### Required work:
For each line below that contains the word "derive", make a copy.

Stored data entries
____
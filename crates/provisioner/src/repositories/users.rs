//! User store.
//!
//! The `users` table is owned by the request/response layer; the pipeline
//! reads users by identity or id and writes only the credential columns.
//! Soft-deleted rows (`deleted_at IS NOT NULL`) are treated as absent.

use crate::errors::PipelineError;
use crate::models::{Credential, User, UserId};
use common::secret::ExposeSecret;
use sqlx::PgPool;

/// Collaborator interface to the user record store.
#[async_trait::async_trait]
pub trait UserStore: Send + Sync {
    /// Look up a live user by identity (email).
    async fn find_by_identity(&self, identity: &str) -> Result<Option<User>, PipelineError>;

    async fn find_by_id(&self, user_id: UserId) -> Result<Option<User>, PipelineError>;

    /// Overwrite the stored credential of one user.
    ///
    /// # Errors
    ///
    /// `NotFound` if the user no longer exists, `TransientIo` on store failure.
    async fn save_credential(
        &self,
        user_id: UserId,
        credential: &Credential,
    ) -> Result<(), PipelineError>;
}

/// Postgres-backed [`UserStore`].
#[derive(Clone)]
pub struct PgUserStore {
    pool: PgPool,
}

impl PgUserStore {
    pub fn new(pool: PgPool) -> Self {
        Self { pool }
    }
}

#[async_trait::async_trait]
impl UserStore for PgUserStore {
    async fn find_by_identity(&self, identity: &str) -> Result<Option<User>, PipelineError> {
        let user = sqlx::query_as::<_, User>(
            r#"
            SELECT
                id AS user_id, email, jwt_token, jwt_token_expires_at,
                created_at, updated_at
            FROM users
            WHERE email = $1 AND deleted_at IS NULL
            "#,
        )
        .bind(identity)
        .fetch_optional(&self.pool)
        .await
        .map_err(|e| PipelineError::TransientIo(format!("Failed to fetch user by email: {e}")))?;

        Ok(user)
    }

    async fn find_by_id(&self, user_id: UserId) -> Result<Option<User>, PipelineError> {
        let user = sqlx::query_as::<_, User>(
            r#"
            SELECT
                id AS user_id, email, jwt_token, jwt_token_expires_at,
                created_at, updated_at
            FROM users
            WHERE id = $1 AND deleted_at IS NULL
            "#,
        )
        .bind(user_id)
        .fetch_optional(&self.pool)
        .await
        .map_err(|e| PipelineError::TransientIo(format!("Failed to fetch user by id: {e}")))?;

        Ok(user)
    }

    async fn save_credential(
        &self,
        user_id: UserId,
        credential: &Credential,
    ) -> Result<(), PipelineError> {
        let result = sqlx::query(
            r#"
            UPDATE users
            SET jwt_token = $2, jwt_token_expires_at = $3, updated_at = NOW()
            WHERE id = $1 AND deleted_at IS NULL
            "#,
        )
        .bind(user_id)
        .bind(credential.issued_token.expose_secret())
        .bind(credential.expires_at)
        .execute(&self.pool)
        .await
        .map_err(|e| PipelineError::TransientIo(format!("Failed to save credential: {e}")))?;

        if result.rows_affected() == 0 {
            return Err(PipelineError::NotFound(format!("user {user_id}")));
        }
        Ok(())
    }
}

/// In-memory [`UserStore`] for tests.
pub mod mock {
    use super::*;
    use chrono::Utc;
    use std::collections::BTreeMap;
    use std::sync::{Arc, Mutex};

    #[derive(Default)]
    struct Inner {
        users: BTreeMap<i64, User>,
        next_id: i64,
        fail_next_saves: u32,
        fail_next_lookups: u32,
        save_attempts: u64,
        saves: u64,
    }

    /// Shared, cloneable store. Clones see the same users.
    #[derive(Clone, Default)]
    pub struct MockUserStore {
        inner: Arc<Mutex<Inner>>,
    }

    impl MockUserStore {
        pub fn new() -> Self {
            Self::default()
        }

        fn lock(&self) -> Result<std::sync::MutexGuard<'_, Inner>, PipelineError> {
            self.inner
                .lock()
                .map_err(|_| PipelineError::TransientIo("mock store lock poisoned".to_string()))
        }

        /// Insert a user with the next id. Returns that id.
        pub fn insert_user(&self, email: &str) -> Result<UserId, PipelineError> {
            let mut inner = self.lock()?;
            inner.next_id += 1;
            let user_id = UserId(inner.next_id);
            let now = Utc::now();
            inner.users.insert(
                user_id.0,
                User {
                    user_id,
                    email: email.to_string(),
                    jwt_token: None,
                    jwt_token_expires_at: None,
                    created_at: now,
                    updated_at: now,
                },
            );
            Ok(user_id)
        }

        /// Remove a user, as a soft delete would.
        pub fn delete_user(&self, user_id: UserId) -> Result<(), PipelineError> {
            self.lock()?.users.remove(&user_id.0);
            Ok(())
        }

        pub fn user(&self, user_id: UserId) -> Option<User> {
            self.lock().ok()?.users.get(&user_id.0).cloned()
        }

        /// Make the next `n` `save_credential` calls fail with `TransientIo`.
        pub fn fail_next_saves(&self, n: u32) {
            if let Ok(mut inner) = self.lock() {
                inner.fail_next_saves = n;
            }
        }

        /// Make the next `n` lookups fail with `TransientIo`.
        pub fn fail_next_lookups(&self, n: u32) {
            if let Ok(mut inner) = self.lock() {
                inner.fail_next_lookups = n;
            }
        }

        /// Successful credential writes.
        pub fn save_count(&self) -> u64 {
            self.lock().map(|inner| inner.saves).unwrap_or(0)
        }

        /// All credential write attempts, failed ones included.
        pub fn save_attempts(&self) -> u64 {
            self.lock().map(|inner| inner.save_attempts).unwrap_or(0)
        }

        fn take_lookup_failure(inner: &mut Inner) -> Result<(), PipelineError> {
            if inner.fail_next_lookups > 0 {
                inner.fail_next_lookups -= 1;
                return Err(PipelineError::TransientIo("injected lookup failure".to_string()));
            }
            Ok(())
        }
    }

    #[async_trait::async_trait]
    impl UserStore for MockUserStore {
        async fn find_by_identity(&self, identity: &str) -> Result<Option<User>, PipelineError> {
            let mut inner = self.lock()?;
            Self::take_lookup_failure(&mut inner)?;
            Ok(inner
                .users
                .values()
                .find(|user| user.email == identity)
                .cloned())
        }

        async fn find_by_id(&self, user_id: UserId) -> Result<Option<User>, PipelineError> {
            let mut inner = self.lock()?;
            Self::take_lookup_failure(&mut inner)?;
            Ok(inner.users.get(&user_id.0).cloned())
        }

        async fn save_credential(
            &self,
            user_id: UserId,
            credential: &Credential,
        ) -> Result<(), PipelineError> {
            let mut inner = self.lock()?;
            inner.save_attempts += 1;
            if inner.fail_next_saves > 0 {
                inner.fail_next_saves -= 1;
                return Err(PipelineError::TransientIo("injected save failure".to_string()));
            }

            let user = inner
                .users
                .get_mut(&user_id.0)
                .ok_or_else(|| PipelineError::NotFound(format!("user {user_id}")))?;
            user.jwt_token = Some(credential.issued_token.expose_secret().to_string());
            user.jwt_token_expires_at = Some(credential.expires_at);
            user.updated_at = Utc::now();
            inner.saves += 1;
            Ok(())
        }
    }

}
____
### Answer box:
#[derive(Clone)]
    #[derive(Default)]
    #[derive(Clone, Default)]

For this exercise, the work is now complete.